The rules below are strict.
Overview
The system contains four distinct service categories, each in a different layer:
1. Frontend Services
2. API Services
3. Core Application Services
4. Core Domain Services
They must never be mixed.
1. Frontend Services
Purpose
Frontend services orchestrate UI-driven workflows.
They answer the question:
“How does the UI obtain and submit data?”
Responsibilities
Frontend services MAY:
• call API clients
• apply client-side guards (blockers, throttles)
• create View Models
• orchestrate multiple API calls
• handle recoverable UI errors
Frontend services MUST NOT:
• contain business rules
• validate domain invariants
• modify domain state
• know about core domain objects
Placement
apps/website/lib/services/
Example
• LeagueService
• RaceService
• AuthService
Each service is UI-facing, not business-facing.
2. API Services (Application Services)
Purpose
API services adapt HTTP-level concerns to core use cases.
They answer the question:
“How does an external client interact with the core?”
Responsibilities
API services MAY:
• orchestrate multiple use cases
• perform authorization checks
• map transport input to use-case input
• coordinate transactions
API services MUST NOT:
• contain domain logic
• enforce business invariants
• build domain entities
• return domain objects
Placement
apps/api/**/ApplicationService.ts
Example
• LeagueApplicationService
• SeasonApplicationService
API services are delivery-layer coordinators.
3. Core Application Services (Use Cases)
Purpose
Core application services implement business use cases.
They answer the question:
“What does the system do?”
Responsibilities
Use Cases MUST:
• accept primitive input only
• create Value Objects
• create or modify Entities
• enforce business rules
• call repositories via ports
• communicate results via output ports
Use Cases MUST NOT:
• know about HTTP, UI, or frameworks
• return DTOs
• perform persistence directly
Placement
core/<context>/application/commands/
core/<context>/application/queries/
Example
• CreateLeagueUseCase
• ApplyPenaltyUseCase
• GetLeagueStandingsQuery
Use Cases define system behavior.
4. Core Domain Services
Purpose
Domain services encapsulate domain logic that does not belong to a single entity.
They answer the question:
“What rules exist that span multiple domain objects?”
Responsibilities
Domain services MAY:
• coordinate multiple entities
• compute derived domain values
• enforce cross-aggregate rules
Domain services MUST:
• use only domain concepts
• return domain objects or primitives
Domain services MUST NOT:
• access repositories
• depend on application services
• perform IO
Placement
core/<context>/domain/services/
Example
• SeasonConfigurationFactory
• ChampionshipAggregator
• StrengthOfFieldCalculator
Domain services protect business integrity.

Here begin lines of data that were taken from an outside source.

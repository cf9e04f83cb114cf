//! Values produced by tasks
//!
//! A [`Future`] is a task whose value becomes available once it has been
//! built. Depending on a future therefore orders the reader after the producer.

use crate::error::{ConfigResult, ExecutionError, ExecutionResult};
use crate::runner::Context;
use crate::task::{Dependency, Task, TaskRef};
use std::borrow::Cow;
use std::cell::OnceCell;
use std::fmt;
use std::rc::Rc;

/// A read-only value resolved exactly once by building its task
///
/// Reading an unresolved future is a mistake in the build definition: it means
/// the reader did not declare the future as a dependency.
pub trait Future<T>: Task {
    fn value(&self) -> ExecutionResult<T>;

    fn is_resolved(&self) -> bool;
}

/// A value available once its source task has been built
///
/// The future depends on its source, so the executor builds the source first.
/// Either the source writes the shared cell from its own build, or the future
/// runs its producer once during its own build.
pub struct DependentFuture<T> {
    source: TaskRef,
    producer: Option<Box<dyn Fn() -> T>>,
    value: Rc<OnceCell<T>>,
}

impl<T: Clone + 'static> DependentFuture<T> {
    pub fn new(source: TaskRef, producer: impl Fn() -> T + 'static) -> Self {
        DependentFuture {
            source,
            producer: Some(Box::new(producer)),
            value: Rc::new(OnceCell::new()),
        }
    }

    /// Future over a cell the source fills itself
    pub(crate) fn filled_by(source: TaskRef, value: Rc<OnceCell<T>>) -> Self {
        DependentFuture {
            source,
            producer: None,
            value,
        }
    }

    pub fn source(&self) -> &TaskRef {
        &self.source
    }
}

impl<T: Clone + 'static> Task for DependentFuture<T> {
    fn dependency_members(&self) -> ConfigResult<Vec<Dependency>> {
        Ok(vec![Dependency::single("source", self.source.clone())])
    }

    fn build(&self, _ctx: &mut Context) -> ExecutionResult<()> {
        match &self.producer {
            Some(producer) => {
                self.value.get_or_init(|| producer());
                Ok(())
            }
            None if self.value.get().is_some() => Ok(()),
            None => Err(ExecutionError::Unresolved(self.source.name().into_owned())),
        }
    }

    fn is_logged(&self) -> bool {
        false
    }

    fn name(&self) -> Cow<'_, str> {
        Cow::Owned(format!("future of {}", self.source.name()))
    }

    fn describe(&self, out: &mut dyn fmt::Write) -> fmt::Result {
        out.write_str(&self.name())
    }
}

impl<T: Clone + 'static> Future<T> for DependentFuture<T> {
    fn value(&self) -> ExecutionResult<T> {
        self.value
            .get()
            .cloned()
            .ok_or_else(|| ExecutionError::Unresolved(self.name().into_owned()))
    }

    fn is_resolved(&self) -> bool {
        self.value.get().is_some()
    }
}

/// Convenience for binding a future to a concrete task type
pub fn depend_on<S, T>(source: &Rc<S>, producer: impl Fn() -> T + 'static) -> Rc<DependentFuture<T>>
where
    S: Task + 'static,
    T: Clone + 'static,
{
    let source: TaskRef = source.clone();
    Rc::new(DependentFuture::new(source, producer))
}
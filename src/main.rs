use colored::Colorize;
use rebound::cli::Outcome;
use std::process;

fn main() {
    match rebound::cli::run() {
        Ok(Outcome::Completed) | Ok(Outcome::Listed) => {}
        Ok(Outcome::Usage) => process::exit(1),
        Err(e) => {
            eprintln!("{} {}", "Error:".red().bold(), e);
            process::exit(1);
        }
    }
}
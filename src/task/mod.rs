//! Task abstraction
//!
//! A task is a unit of work with a build action, a clean action and a set of
//! dependencies it declares through its own members. Tasks are shared through
//! [`TaskRef`] and compared by identity, never by value.

pub mod all;
pub mod dependency;
pub mod future;
pub mod parameter;
pub mod registry;
pub mod shell;

pub use all::*;
pub use dependency::*;
pub use future::*;
pub use parameter::*;
pub use registry::*;
pub use shell::*;

use crate::error::{ConfigError, ConfigResult, ExecutionResult};
use crate::runner::Context;
use std::borrow::Cow;
use std::fmt;
use std::rc::Rc;
use std::str::FromStr;

/// Shared handle to a task
pub type TaskRef = Rc<dyn Task>;

/// The two actions a task can perform
#[derive(Debug, Clone, Copy, PartialEq, Eq, Hash)]
pub enum Command {
    Build,
    Clean,
}

impl FromStr for Command {
    type Err = ConfigError;

    fn from_str(s: &str) -> Result<Self, Self::Err> {
        match s {
            "build" => Ok(Command::Build),
            "clean" => Ok(Command::Clean),
            other => Err(ConfigError::UnknownCommand(other.to_string())),
        }
    }
}

impl fmt::Display for Command {
    fn fmt(&self, f: &mut fmt::Formatter<'_>) -> fmt::Result {
        match self {
            Command::Build => f.write_str("build"),
            Command::Clean => f.write_str("clean"),
        }
    }
}

/// Identity of a task instance
///
/// Two structurally identical tasks are still distinct; only clones of the same
/// [`TaskRef`] share an id.
#[derive(Debug, Clone, Copy, PartialEq, Eq, Hash)]
pub struct TaskId(usize);

impl TaskId {
    pub fn of(task: &TaskRef) -> Self {
        TaskId(Rc::as_ptr(task) as *const () as usize)
    }
}

/// A unit of work in the build graph
pub trait Task {
    /// Members of this task that carry dependencies
    ///
    /// Evaluated every time the task is introspected, so values may reflect
    /// state set after construction.
    fn dependency_members(&self) -> ConfigResult<Vec<Dependency>> {
        Ok(Vec::new())
    }

    /// All tasks this task depends on
    ///
    /// Override to take full control of the task's graph edges.
    fn dependencies(&self) -> ConfigResult<Vec<TaskRef>> {
        dependency::dependencies(self)
    }

    /// Produce whatever this task is responsible for
    fn build(&self, _ctx: &mut Context) -> ExecutionResult<()> {
        Ok(())
    }

    /// Undo what [`Task::build`] produced
    fn clean(&self, _ctx: &mut Context) -> ExecutionResult<()> {
        Ok(())
    }

    /// Whether executions of this task are tracked in a scope
    fn is_logged(&self) -> bool {
        true
    }

    /// Short name used in scope reports and cycle errors
    fn name(&self) -> Cow<'_, str> {
        Cow::Borrowed(short_type_name(std::any::type_name::<Self>()))
    }

    /// Human description of the task
    fn describe(&self, out: &mut dyn fmt::Write) -> fmt::Result {
        out.write_str(&self.name())
    }

    /// Downcast hook used by parameter discovery
    fn as_parameter(&self) -> Option<&Parameter> {
        None
    }
}

/// Render [`Task::describe`] into a string
pub fn describe<T: Task + ?Sized>(task: &T) -> String {
    let mut out = String::new();
    match task.describe(&mut out) {
        Ok(()) => out,
        Err(_) => task.name().into_owned(),
    }
}

/// A named root task that can be selected from the command line
#[derive(Clone)]
pub struct Target {
    pub name: String,
    pub task: TaskRef,
}

impl Target {
    pub fn new(name: impl Into<String>, task: TaskRef) -> Self {
        Target {
            name: name.into(),
            task,
        }
    }
}

impl fmt::Debug for Target {
    fn fmt(&self, f: &mut fmt::Formatter<'_>) -> fmt::Result {
        f.debug_struct("Target")
            .field("name", &self.name)
            .field("task", &self.task.name())
            .finish()
    }
}

// `a::b::Foo<c::Bar>` -> `Foo`
fn short_type_name(full: &str) -> &str {
    let base = full.split('<').next().unwrap_or(full);
    base.rsplit("::").next().unwrap_or(base)
}

#[cfg(test)]
mod tests {
    use super::*;

    struct Plain;

    impl Task for Plain {}

    #[test]
    fn test_command_from_str() {
        assert_eq!("build".parse::<Command>().unwrap(), Command::Build);
        assert_eq!("clean".parse::<Command>().unwrap(), Command::Clean);
        assert!(matches!(
            "deploy".parse::<Command>(),
            Err(ConfigError::UnknownCommand(name)) if name == "deploy"
        ));
    }

    #[test]
    fn test_command_display() {
        assert_eq!(Command::Build.to_string(), "build");
        assert_eq!(Command::Clean.to_string(), "clean");
    }

    #[test]
    fn test_identity_is_by_reference() {
        let a: TaskRef = Rc::new(Plain);
        let b: TaskRef = Rc::new(Plain);
        let a2 = a.clone();

        assert_eq!(TaskId::of(&a), TaskId::of(&a2));
        assert_ne!(TaskId::of(&a), TaskId::of(&b));
    }

    #[test]
    fn test_default_name_and_description() {
        let task = Plain;
        assert_eq!(task.name(), "Plain");
        assert_eq!(describe(&task), "Plain");
        assert!(task.is_logged());
        assert!(task.as_parameter().is_none());
    }

    #[test]
    fn test_short_type_name() {
        assert_eq!(short_type_name("rebound::task::all::All<i32>"), "All");
        assert_eq!(short_type_name("Plain"), "Plain");
    }
}
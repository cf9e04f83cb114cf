//! Common test utilities

#![allow(dead_code)]

use rebound::error::{ConfigResult, ExecutionError, ExecutionResult};
use rebound::runner::{Context, Executor, Verbosity};
use rebound::task::{Dependency, Task, TaskRef};
use std::borrow::Cow;
use std::cell::RefCell;
use std::fs;
use std::path::PathBuf;
use std::rc::Rc;
use tempfile::TempDir;

/// Create a temporary directory with a rebound.yml file
pub fn create_test_config(content: &str) -> (TempDir, PathBuf) {
    let temp_dir = TempDir::new().unwrap();
    let config_path = temp_dir.path().join("rebound.yml");
    fs::write(&config_path, content).unwrap();
    (temp_dir, config_path)
}

/// Create a test config with an empty subdirectory next to it
pub fn create_test_config_in_subdir(content: &str) -> (TempDir, PathBuf, PathBuf) {
    let (temp_dir, config_path) = create_test_config(content);
    let sub_dir = temp_dir.path().join("subdir");
    fs::create_dir(&sub_dir).unwrap();
    (temp_dir, config_path, sub_dir)
}

/// Contents of a log file written by build commands, or empty if none ran
pub fn read_log(temp_dir: &TempDir) -> String {
    fs::read_to_string(temp_dir.path().join("log.txt")).unwrap_or_default()
}

pub type Log = Rc<RefCell<Vec<String>>>;

/// Task that records its builds and cleans into a shared log
pub struct Step {
    pub name: String,
    pub log: Log,
    pub fail: bool,
    pub members: RefCell<Vec<(String, TaskRef)>>,
}

impl Step {
    pub fn new(name: &str, log: &Log) -> Rc<Self> {
        Rc::new(Step {
            name: name.to_string(),
            log: log.clone(),
            fail: false,
            members: RefCell::new(Vec::new()),
        })
    }

    pub fn failing(name: &str, log: &Log) -> Rc<Self> {
        Rc::new(Step {
            name: name.to_string(),
            log: log.clone(),
            fail: true,
            members: RefCell::new(Vec::new()),
        })
    }

    pub fn depends_on(&self, member: &str, task: TaskRef) {
        self.members.borrow_mut().push((member.to_string(), task));
    }
}

impl Task for Step {
    fn dependency_members(&self) -> ConfigResult<Vec<Dependency>> {
        Ok(self
            .members
            .borrow()
            .iter()
            .map(|(name, task)| Dependency::single(name.as_str(), task.clone()))
            .collect())
    }

    fn build(&self, _ctx: &mut Context) -> ExecutionResult<()> {
        if self.fail {
            return Err(ExecutionError::CommandFailed(Some(1)));
        }
        self.log.borrow_mut().push(format!("build {}", self.name));
        Ok(())
    }

    fn clean(&self, _ctx: &mut Context) -> ExecutionResult<()> {
        self.log.borrow_mut().push(format!("clean {}", self.name));
        Ok(())
    }

    fn name(&self) -> Cow<'_, str> {
        Cow::Borrowed(&self.name)
    }
}

pub fn task(step: &Rc<Step>) -> TaskRef {
    step.clone()
}

pub fn new_log() -> Log {
    Rc::new(RefCell::new(Vec::new()))
}

pub fn silent_executor() -> Executor {
    Executor::new(Context::new().with_verbosity(Verbosity::Silent))
}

Dependency Rules (Non-Negotiable)
Frontend Service
→ API Client
→ API Service
→ Core Use Case
→ Domain Service / Entity
Reverse dependencies are forbidden.
Anti-Patterns (Forbidden)
❌ Frontend calling core directly
❌ API service constructing domain entities
❌ Use case returning DTOs
❌ Domain service accessing repositories
❌ Single class acting as multiple service types
Naming Conventions
Layer Naming
Frontend *Service
API *ApplicationService
Core Application *UseCase, *Query
Core Domain *Service, *Factory, *Calculator
Mental Model (Final)
Services coordinate.
Use Cases decide.
Domain enforces truth.
Adapters translate.
If a class violates this mental model, it is in the wrong layer.
Final Summary
• “Service” means different things in different layers
• Mixing service types causes architectural decay
• Clean Architecture remains simple when roles stay pure
This document defines the only allowed service roles in the system.